*** Begin section ***
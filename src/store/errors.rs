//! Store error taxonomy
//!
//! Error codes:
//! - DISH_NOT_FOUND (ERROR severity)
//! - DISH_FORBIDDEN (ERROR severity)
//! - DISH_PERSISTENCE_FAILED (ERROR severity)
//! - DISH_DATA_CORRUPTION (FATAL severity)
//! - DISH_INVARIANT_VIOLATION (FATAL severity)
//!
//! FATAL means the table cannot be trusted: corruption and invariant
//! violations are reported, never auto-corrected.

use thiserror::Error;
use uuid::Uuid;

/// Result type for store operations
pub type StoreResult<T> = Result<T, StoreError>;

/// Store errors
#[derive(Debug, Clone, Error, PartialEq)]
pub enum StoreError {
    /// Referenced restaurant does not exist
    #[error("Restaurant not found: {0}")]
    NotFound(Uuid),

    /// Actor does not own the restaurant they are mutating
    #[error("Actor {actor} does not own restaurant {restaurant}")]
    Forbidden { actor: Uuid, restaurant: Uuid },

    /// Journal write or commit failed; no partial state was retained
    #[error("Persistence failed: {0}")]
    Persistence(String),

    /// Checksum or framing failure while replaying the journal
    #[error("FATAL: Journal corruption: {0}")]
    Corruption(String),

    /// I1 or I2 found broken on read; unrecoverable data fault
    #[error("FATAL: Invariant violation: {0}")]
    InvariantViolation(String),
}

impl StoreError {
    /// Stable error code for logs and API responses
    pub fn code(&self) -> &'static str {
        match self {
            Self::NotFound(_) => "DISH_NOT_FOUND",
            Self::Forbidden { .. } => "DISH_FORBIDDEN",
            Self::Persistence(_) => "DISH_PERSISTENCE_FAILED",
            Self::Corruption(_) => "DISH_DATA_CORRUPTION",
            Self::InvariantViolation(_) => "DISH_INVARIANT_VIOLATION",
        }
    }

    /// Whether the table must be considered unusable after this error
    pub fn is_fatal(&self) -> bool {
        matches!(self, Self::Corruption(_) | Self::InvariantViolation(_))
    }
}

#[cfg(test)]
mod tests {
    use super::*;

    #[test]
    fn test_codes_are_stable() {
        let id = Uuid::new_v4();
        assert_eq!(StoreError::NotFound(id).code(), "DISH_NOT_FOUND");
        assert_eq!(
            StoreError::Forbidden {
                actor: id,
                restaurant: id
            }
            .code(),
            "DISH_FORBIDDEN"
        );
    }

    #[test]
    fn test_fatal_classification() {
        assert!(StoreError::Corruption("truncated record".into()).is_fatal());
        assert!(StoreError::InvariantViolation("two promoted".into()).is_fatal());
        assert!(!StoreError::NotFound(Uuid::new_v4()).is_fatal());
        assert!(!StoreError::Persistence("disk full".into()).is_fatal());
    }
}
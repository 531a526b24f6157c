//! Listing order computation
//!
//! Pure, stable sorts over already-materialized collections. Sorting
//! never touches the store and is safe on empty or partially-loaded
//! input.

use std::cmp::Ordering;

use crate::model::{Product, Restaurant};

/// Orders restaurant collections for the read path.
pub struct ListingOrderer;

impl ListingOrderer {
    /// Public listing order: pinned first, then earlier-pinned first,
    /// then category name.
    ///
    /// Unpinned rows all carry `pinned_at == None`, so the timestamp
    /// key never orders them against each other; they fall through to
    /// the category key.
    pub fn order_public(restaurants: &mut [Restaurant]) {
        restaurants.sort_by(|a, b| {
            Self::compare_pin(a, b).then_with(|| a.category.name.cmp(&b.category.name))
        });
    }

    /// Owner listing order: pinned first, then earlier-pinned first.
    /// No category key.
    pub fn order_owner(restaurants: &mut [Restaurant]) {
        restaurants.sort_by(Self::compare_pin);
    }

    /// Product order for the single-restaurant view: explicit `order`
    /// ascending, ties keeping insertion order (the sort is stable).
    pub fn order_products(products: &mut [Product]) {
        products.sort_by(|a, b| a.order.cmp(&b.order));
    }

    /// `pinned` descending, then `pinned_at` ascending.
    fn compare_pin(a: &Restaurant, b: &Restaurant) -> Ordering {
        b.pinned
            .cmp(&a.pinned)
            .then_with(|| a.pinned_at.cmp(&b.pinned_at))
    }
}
*** End section ***
Task brief. Copy out the entire listing word for word. Keep every line as it is.

Output of the exercise.
filename src/store/errors.rs
//! Store error taxonomy
//!
//! Error codes:
//! - DISH_NOT_FOUND (ERROR severity)
//! - DISH_FORBIDDEN (ERROR severity)
//! - DISH_PERSISTENCE_FAILED (ERROR severity)
//! - DISH_DATA_CORRUPTION (FATAL severity)
//! - DISH_INVARIANT_VIOLATION (FATAL severity)
//!
//! FATAL means the table cannot be trusted: corruption and invariant
//! violations are reported, never auto-corrected.

use thiserror::Error;
use uuid::Uuid;

/// Result type for store operations
pub type StoreResult<T> = Result<T, StoreError>;

/// Store errors
#[derive(Debug, Clone, Error, PartialEq)]
pub enum StoreError {
    /// Referenced restaurant does not exist
    #[error("Restaurant not found: {0}")]
    NotFound(Uuid),

    /// Actor does not own the restaurant they are mutating
    #[error("Actor {actor} does not own restaurant {restaurant}")]
    Forbidden { actor: Uuid, restaurant: Uuid },

    /// Journal write or commit failed; no partial state was retained
    #[error("Persistence failed: {0}")]
    Persistence(String),

    /// Checksum or framing failure while replaying the journal
    #[error("FATAL: Journal corruption: {0}")]
    Corruption(String),

    /// I1 or I2 found broken on read; unrecoverable data fault
    #[error("FATAL: Invariant violation: {0}")]
    InvariantViolation(String),
}

impl StoreError {
    /// Stable error code for logs and API responses
    pub fn code(&self) -> &'static str {
        match self {
            Self::NotFound(_) => "DISH_NOT_FOUND",
            Self::Forbidden { .. } => "DISH_FORBIDDEN",
            Self::Persistence(_) => "DISH_PERSISTENCE_FAILED",
            Self::Corruption(_) => "DISH_DATA_CORRUPTION",
            Self::InvariantViolation(_) => "DISH_INVARIANT_VIOLATION",
        }
    }

    /// Whether the table must be considered unusable after this error
    pub fn is_fatal(&self) -> bool {
        matches!(self, Self::Corruption(_) | Self::InvariantViolation(_))
    }
}

#[cfg(test)]
mod tests {
    use super::*;

    #[test]
    fn test_codes_are_stable() {
        let id = Uuid::new_v4();
        assert_eq!(StoreError::NotFound(id).code(), "DISH_NOT_FOUND");
        assert_eq!(
            StoreError::Forbidden {
                actor: id,
                restaurant: id
            }
            .code(),
            "DISH_FORBIDDEN"
        );
    }

    #[test]
    fn test_fatal_classification() {
        assert!(StoreError::Corruption("truncated record".into()).is_fatal());
        assert!(StoreError::InvariantViolation("two promoted".into()).is_fatal());
        assert!(!StoreError::NotFound(Uuid::new_v4()).is_fatal());
        assert!(!StoreError::Persistence("disk full".into()).is_fatal());
    }
}
repository 531a526b24f6157c
//! Listing order computation
//!
//! Pure, stable sorts over already-materialized collections. Sorting
//! never touches the store and is safe on empty or partially-loaded
//! input.

use std::cmp::Ordering;

use crate::model::{Product, Restaurant};

/// Orders restaurant collections for the read path.
pub struct ListingOrderer;

impl ListingOrderer {
    /// Public listing order: pinned first, then earlier-pinned first,
    /// then category name.
    ///
    /// Unpinned rows all carry `pinned_at == None`, so the timestamp
    /// key never orders them against each other; they fall through to
    /// the category key.
    pub fn order_public(restaurants: &mut [Restaurant]) {
        restaurants.sort_by(|a, b| {
            Self::compare_pin(a, b).then_with(|| a.category.name.cmp(&b.category.name))
        });
    }

    /// Owner listing order: pinned first, then earlier-pinned first.
    /// No category key.
    pub fn order_owner(restaurants: &mut [Restaurant]) {
        restaurants.sort_by(Self::compare_pin);
    }

    /// Product order for the single-restaurant view: explicit `order`
    /// ascending, ties keeping insertion order (the sort is stable).
    pub fn order_products(products: &mut [Product]) {
        products.sort_by(|a, b| a.order.cmp(&b.order));
    }

    /// `pinned` descending, then `pinned_at` ascending.
    fn compare_pin(a: &Restaurant, b: &Restaurant) -> Ordering {
        b.pinned
            .cmp(&a.pinned)
            .then_with(|| a.pinned_at.cmp(&b.pinned_at))
    }
}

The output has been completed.